A mesure qu’on s’achemine vers l’échéance de l’élection présidentielle d’octobre 2025, une fébrilité s’est emparée de certaines autorités ivoiriennes, ministres, présidents d’institutions qui se sont fait le devoir de répondre et de réfuter les critiques de l’opposition ivoirienne. Cela est de bonne guerre. Mais là où le bât blesse, c’est que certaines de leurs réponses laissent perplexe et donnent l’impression que ces autorités manquent d’assurance.

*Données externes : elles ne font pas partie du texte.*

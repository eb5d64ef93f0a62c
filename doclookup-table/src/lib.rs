//! # doclookup-table
//!
//! The paginated table that browses a lookup server.
//!
//! The table lists pages of the collection or shows the result of a single
//! identifier search. This crate provides:
//! - The pagination state machine ([`TableState`])
//! - Cell formatting for extended-JSON values ([`format_value`])
//! - Rendering to a [`TableView`] with dynamic columns
//! - A [`TableController`] that fetches from a [`LookupSource`] such as
//!   [`HttpSource`]
//! - A server-rendered HTML page ([`page::render_page`])
//!
//! ## Example
//!
//! ```rust,ignore
//! use doclookup_table::{Endpoints, HttpSource, Labels, TableController};
//!
//! #[tokio::main]
//! async fn main() -> Result<(), Box<dyn std::error::Error>> {
//!     let source = HttpSource::new(Endpoints::for_base("http://localhost:8080")?);
//!     let mut table = TableController::new(source, 25).with_labels(Labels::english());
//!
//!     let view = table.load_list_page().await;
//!     println!("{}", view.page_info);
//!
//!     Ok(())
//! }
//! ```

pub mod controller;
pub mod format;
pub mod labels;
pub mod page;
pub mod payload;
pub mod render;
pub mod source;
pub mod state;

pub use controller::TableController;
pub use format::{format_date, format_value};
pub use labels::Labels;
pub use page::{PageQuery, escape_html, render_page};
pub use payload::{ListPage, SearchPayload};
pub use render::{TableView, build_columns, render_table};
pub use source::{Endpoints, FetchError, FetchResult, HttpSource, LookupSource};
pub use state::{Fetch, LoadingGuard, Mode, TableState};
//! Document conversion utilities.
//!
//! Documents leave the service as relaxed extended JSON: ObjectIds become
//! `{"$oid": "..."}` and dates become `{"$date": "<RFC 3339>"}`, which is
//! what the table renderer knows how to display.

use bson::{Bson, Document};
use serde_json::Value;

/// Extension trait for BSON documents.
pub trait DocumentExt {
    /// Whether every key of `filter` is present with an equal value.
    fn matches(&self, filter: &Document) -> bool;

    /// Convert to relaxed extended JSON.
    fn to_extended_json(&self) -> Value;
}

impl DocumentExt for Document {
    fn matches(&self, filter: &Document) -> bool {
        filter
            .iter()
            .all(|(key, expected)| self.get(key) == Some(expected))
    }

    fn to_extended_json(&self) -> Value {
        Bson::Document(self.clone()).into_relaxed_extjson()
    }
}

/// Convert a document to relaxed extended JSON, consuming it.
pub fn into_json(doc: Document) -> Value {
    Bson::Document(doc).into_relaxed_extjson()
}

/// Convert a batch of documents to relaxed extended JSON.
pub fn into_json_items(docs: Vec<Document>) -> Vec<Value> {
    docs.into_iter().map(into_json).collect()
}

La belle assurance, la belle confiance et la belle certitude, résumées par l’expression «tout est calé, bouclé et géré », qui étaient les leurs depuis des années et précisément avant toutes les élections présidentielles, semblent avoir fait place au doute, à l‘incertitude et à la confusion, surtout qu’il n’est pas encore acquis que le président du Rhdp sera sur le starting-block pour un quatrième mandat.
Cela induit un comportement de tribu assiégée et les conduit à donner des répliques à l’emporte-pièce, pour éviter que les critiques des tenants de l’opposition ne sèment le doute et la confusion dans l’esprit des ivoiriens. C’est à l’aune de cette situation qu’il faut lire l’illustration du ministre Amédée Kouakou, quand il a jugé bon de répondre au président du Pdci-Rda, Tidjane Thiam, après la déclaration qu’il a faite au cours du meeting organisé par le Pdci-Rda à Soubré, le 22 juin 2024.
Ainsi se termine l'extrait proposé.